→ Collected data entries
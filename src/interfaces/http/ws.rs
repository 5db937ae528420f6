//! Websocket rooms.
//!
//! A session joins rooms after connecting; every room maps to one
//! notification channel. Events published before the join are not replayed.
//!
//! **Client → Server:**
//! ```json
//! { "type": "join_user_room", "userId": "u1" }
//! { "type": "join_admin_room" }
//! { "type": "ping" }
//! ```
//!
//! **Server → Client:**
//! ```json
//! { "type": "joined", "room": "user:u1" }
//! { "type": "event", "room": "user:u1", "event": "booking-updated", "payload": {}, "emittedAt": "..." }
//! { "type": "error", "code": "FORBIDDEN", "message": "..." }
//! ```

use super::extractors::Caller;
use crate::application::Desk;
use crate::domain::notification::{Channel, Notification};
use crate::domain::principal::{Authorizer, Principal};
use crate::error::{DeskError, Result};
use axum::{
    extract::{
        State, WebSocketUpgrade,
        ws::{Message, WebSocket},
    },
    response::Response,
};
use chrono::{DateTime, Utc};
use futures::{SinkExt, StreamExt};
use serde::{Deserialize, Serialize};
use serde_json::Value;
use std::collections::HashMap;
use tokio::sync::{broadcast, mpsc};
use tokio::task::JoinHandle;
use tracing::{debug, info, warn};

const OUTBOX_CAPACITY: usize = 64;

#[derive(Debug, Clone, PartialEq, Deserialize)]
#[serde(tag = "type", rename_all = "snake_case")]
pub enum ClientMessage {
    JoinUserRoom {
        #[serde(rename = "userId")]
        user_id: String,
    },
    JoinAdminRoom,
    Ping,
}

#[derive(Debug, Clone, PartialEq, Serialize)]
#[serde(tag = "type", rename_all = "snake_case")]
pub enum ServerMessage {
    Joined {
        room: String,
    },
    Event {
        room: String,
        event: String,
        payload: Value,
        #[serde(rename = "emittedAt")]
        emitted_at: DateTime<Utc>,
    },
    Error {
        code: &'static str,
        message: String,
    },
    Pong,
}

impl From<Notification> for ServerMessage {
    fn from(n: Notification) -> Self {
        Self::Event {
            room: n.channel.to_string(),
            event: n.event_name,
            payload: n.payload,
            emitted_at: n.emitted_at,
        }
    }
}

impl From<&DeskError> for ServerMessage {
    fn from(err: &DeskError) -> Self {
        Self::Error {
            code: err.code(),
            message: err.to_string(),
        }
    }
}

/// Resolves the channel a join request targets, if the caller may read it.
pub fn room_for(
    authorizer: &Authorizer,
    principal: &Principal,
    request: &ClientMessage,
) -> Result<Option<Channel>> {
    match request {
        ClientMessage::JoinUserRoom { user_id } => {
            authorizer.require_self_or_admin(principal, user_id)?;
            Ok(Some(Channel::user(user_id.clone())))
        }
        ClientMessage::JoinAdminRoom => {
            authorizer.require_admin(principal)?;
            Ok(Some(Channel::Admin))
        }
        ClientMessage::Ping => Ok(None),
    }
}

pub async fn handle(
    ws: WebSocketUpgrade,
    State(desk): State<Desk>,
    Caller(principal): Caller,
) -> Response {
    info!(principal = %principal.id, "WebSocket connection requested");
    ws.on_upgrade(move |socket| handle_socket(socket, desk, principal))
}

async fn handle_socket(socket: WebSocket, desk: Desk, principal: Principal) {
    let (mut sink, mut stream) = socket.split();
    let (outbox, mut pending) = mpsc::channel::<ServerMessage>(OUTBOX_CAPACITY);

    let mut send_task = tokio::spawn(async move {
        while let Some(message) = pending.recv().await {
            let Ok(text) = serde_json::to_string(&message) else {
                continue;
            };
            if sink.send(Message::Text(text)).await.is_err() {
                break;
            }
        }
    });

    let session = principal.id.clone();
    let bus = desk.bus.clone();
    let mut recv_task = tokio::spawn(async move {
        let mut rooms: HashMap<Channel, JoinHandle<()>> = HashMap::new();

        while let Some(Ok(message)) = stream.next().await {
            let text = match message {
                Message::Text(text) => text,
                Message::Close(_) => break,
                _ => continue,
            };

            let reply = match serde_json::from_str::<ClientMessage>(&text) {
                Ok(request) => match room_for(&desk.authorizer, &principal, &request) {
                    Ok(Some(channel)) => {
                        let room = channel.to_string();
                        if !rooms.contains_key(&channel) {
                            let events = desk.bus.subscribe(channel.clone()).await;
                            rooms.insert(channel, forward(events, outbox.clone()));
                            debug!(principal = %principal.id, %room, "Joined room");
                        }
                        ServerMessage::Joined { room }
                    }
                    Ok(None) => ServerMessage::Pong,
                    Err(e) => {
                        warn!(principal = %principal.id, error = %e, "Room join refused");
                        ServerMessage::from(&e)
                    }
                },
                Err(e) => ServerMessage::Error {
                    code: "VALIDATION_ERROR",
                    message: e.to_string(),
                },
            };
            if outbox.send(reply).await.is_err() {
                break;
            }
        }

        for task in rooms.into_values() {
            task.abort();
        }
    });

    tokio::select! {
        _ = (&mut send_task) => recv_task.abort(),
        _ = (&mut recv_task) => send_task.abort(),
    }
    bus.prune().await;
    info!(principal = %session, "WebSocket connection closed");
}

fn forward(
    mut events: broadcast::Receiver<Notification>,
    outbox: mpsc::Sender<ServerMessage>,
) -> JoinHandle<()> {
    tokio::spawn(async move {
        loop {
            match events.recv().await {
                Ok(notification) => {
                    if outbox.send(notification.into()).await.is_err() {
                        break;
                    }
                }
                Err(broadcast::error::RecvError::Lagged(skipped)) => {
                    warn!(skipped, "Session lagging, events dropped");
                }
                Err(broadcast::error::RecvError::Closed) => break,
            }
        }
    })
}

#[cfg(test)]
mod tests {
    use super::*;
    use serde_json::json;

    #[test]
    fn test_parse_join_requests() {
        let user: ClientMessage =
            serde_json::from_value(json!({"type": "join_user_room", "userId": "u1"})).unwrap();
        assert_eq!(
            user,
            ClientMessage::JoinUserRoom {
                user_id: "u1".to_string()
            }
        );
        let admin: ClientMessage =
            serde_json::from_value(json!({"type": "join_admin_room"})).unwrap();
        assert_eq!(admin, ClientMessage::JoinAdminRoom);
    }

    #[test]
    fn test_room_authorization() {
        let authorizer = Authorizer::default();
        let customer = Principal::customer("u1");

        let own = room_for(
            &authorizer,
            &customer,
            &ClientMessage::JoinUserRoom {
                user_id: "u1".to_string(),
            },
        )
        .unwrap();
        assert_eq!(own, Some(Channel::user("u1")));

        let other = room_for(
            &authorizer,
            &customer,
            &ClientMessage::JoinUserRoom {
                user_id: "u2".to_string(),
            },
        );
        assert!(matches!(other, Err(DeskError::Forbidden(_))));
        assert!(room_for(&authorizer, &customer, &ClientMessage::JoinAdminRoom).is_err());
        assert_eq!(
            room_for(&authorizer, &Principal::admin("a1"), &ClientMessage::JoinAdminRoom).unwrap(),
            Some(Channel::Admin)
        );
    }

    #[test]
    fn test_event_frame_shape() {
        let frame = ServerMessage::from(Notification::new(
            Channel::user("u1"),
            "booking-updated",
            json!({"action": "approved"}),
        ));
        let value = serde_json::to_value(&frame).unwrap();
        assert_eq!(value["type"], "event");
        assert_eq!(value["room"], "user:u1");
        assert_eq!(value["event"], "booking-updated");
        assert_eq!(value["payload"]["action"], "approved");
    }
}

→ EXERCISE DETAILS
Where does the string "Deserialize" occur in the data above? Copy every line that holds it.

→ RESULT FOR THIS EXERCISE
use serde::{Deserialize, Serialize};
#[derive(Debug, Clone, PartialEq, Deserialize)]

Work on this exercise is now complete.